● **WORK REQUEST**
Transcribe exactly everything in the data below from the line containing "pub fn is_empty(&self)" down to the line containing "if queries.len() != declared", both lines included and nothing further.

───── DATASET

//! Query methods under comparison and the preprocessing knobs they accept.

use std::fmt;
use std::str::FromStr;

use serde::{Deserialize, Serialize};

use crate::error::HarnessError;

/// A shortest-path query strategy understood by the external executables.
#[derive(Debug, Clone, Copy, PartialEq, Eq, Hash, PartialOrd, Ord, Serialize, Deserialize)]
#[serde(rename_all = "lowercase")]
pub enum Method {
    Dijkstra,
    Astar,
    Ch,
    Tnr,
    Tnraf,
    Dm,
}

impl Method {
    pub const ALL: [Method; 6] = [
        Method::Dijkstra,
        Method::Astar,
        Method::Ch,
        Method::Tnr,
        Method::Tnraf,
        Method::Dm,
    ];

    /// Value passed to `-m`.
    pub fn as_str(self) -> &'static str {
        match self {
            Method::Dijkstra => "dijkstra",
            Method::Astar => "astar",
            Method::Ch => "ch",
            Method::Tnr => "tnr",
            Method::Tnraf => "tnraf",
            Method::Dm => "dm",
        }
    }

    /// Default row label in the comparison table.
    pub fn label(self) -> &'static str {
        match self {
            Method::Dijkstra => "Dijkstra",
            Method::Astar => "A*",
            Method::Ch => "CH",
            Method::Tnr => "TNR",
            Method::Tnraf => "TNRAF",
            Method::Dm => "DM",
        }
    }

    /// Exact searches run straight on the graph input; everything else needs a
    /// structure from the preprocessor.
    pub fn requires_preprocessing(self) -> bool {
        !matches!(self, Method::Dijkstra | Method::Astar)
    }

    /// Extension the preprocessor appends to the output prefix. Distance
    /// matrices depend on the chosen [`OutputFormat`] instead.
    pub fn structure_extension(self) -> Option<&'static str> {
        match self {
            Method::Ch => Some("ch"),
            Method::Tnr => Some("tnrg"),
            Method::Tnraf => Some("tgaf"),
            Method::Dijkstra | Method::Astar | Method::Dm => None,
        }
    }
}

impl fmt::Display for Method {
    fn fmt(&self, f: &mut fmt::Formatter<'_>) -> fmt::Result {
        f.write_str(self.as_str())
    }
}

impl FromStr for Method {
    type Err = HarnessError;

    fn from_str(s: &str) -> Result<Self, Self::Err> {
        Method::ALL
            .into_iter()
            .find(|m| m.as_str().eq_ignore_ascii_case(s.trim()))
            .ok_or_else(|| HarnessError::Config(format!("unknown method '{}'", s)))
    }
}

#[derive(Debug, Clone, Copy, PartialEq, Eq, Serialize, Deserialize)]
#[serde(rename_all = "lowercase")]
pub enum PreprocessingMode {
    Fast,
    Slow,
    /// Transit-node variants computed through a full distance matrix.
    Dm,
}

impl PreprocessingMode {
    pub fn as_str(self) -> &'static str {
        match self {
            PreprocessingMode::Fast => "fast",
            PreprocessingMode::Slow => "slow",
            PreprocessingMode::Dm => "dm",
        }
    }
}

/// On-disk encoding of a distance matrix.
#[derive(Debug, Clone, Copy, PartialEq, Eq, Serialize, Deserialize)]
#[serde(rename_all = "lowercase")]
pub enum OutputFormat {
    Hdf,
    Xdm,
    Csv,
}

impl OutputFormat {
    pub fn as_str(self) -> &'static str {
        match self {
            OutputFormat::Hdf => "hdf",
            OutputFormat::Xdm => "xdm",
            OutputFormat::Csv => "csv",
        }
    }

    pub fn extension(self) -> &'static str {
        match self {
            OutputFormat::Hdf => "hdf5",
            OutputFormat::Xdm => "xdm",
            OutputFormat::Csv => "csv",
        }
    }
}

──────────
───── DATASET

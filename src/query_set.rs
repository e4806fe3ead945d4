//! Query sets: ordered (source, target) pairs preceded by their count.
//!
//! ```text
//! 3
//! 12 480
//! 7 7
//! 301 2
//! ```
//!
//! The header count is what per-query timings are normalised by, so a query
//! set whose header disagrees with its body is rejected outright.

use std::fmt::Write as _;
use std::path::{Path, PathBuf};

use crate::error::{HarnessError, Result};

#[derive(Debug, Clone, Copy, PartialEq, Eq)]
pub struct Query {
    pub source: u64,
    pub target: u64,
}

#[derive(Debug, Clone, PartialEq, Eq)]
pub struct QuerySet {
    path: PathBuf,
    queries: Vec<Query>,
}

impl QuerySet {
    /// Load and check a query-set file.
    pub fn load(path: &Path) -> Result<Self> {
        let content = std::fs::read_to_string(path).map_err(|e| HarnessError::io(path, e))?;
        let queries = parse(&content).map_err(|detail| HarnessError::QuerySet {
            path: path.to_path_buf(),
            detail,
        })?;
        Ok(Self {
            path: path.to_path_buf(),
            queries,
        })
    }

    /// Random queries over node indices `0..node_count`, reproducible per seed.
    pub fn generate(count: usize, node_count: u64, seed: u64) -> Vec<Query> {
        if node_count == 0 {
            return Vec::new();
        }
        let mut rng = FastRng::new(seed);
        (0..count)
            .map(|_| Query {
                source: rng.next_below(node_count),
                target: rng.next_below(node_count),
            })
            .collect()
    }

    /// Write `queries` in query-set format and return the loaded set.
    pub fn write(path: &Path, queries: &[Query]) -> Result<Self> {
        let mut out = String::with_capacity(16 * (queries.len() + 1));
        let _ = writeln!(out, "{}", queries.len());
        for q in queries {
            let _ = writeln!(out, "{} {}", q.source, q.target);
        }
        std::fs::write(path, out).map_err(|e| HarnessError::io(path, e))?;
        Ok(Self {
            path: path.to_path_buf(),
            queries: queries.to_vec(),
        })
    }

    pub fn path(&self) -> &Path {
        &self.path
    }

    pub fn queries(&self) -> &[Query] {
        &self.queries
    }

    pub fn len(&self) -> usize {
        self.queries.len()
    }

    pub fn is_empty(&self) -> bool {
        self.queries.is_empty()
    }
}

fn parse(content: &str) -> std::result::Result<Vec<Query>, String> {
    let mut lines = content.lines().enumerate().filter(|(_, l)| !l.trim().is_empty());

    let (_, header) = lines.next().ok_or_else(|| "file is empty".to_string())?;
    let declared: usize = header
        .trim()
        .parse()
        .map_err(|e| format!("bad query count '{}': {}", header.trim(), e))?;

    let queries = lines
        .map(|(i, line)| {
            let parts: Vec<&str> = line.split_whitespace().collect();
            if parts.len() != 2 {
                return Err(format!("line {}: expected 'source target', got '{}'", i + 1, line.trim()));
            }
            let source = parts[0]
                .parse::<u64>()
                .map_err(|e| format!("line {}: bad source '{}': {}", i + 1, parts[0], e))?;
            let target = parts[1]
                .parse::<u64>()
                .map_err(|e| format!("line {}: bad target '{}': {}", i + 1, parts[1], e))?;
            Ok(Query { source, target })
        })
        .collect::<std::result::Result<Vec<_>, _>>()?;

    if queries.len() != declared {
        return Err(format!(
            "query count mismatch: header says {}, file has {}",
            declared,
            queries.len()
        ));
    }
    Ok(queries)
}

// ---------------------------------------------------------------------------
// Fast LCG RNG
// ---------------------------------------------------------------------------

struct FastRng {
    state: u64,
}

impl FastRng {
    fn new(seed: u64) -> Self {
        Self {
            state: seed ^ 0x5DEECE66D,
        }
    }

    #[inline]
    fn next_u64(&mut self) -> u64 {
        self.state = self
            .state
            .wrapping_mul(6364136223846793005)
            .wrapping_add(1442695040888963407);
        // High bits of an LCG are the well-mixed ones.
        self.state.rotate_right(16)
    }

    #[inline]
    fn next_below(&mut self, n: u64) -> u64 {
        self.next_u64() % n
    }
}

──────────

● **EXERCISE RESULT**
    pub fn is_empty(&self) -> bool {
        self.queries.is_empty()
    }
}

fn parse(content: &str) -> std::result::Result<Vec<Query>, String> {
    let mut lines = content.lines().enumerate().filter(|(_, l)| !l.trim().is_empty());

    let (_, header) = lines.next().ok_or_else(|| "file is empty".to_string())?;
    let declared: usize = header
        .trim()
        .parse()
        .map_err(|e| format!("bad query count '{}': {}", header.trim(), e))?;

    let queries = lines
        .map(|(i, line)| {
            let parts: Vec<&str> = line.split_whitespace().collect();
            if parts.len() != 2 {
                return Err(format!("line {}: expected 'source target', got '{}'", i + 1, line.trim()));
            }
            let source = parts[0]
                .parse::<u64>()
                .map_err(|e| format!("line {}: bad source '{}': {}", i + 1, parts[0], e))?;
            let target = parts[1]
                .parse::<u64>()
                .map_err(|e| format!("line {}: bad target '{}': {}", i + 1, parts[1], e))?;
            Ok(Query { source, target })
        })
        .collect::<std::result::Result<Vec<_>, _>>()?;

    if queries.len() != declared {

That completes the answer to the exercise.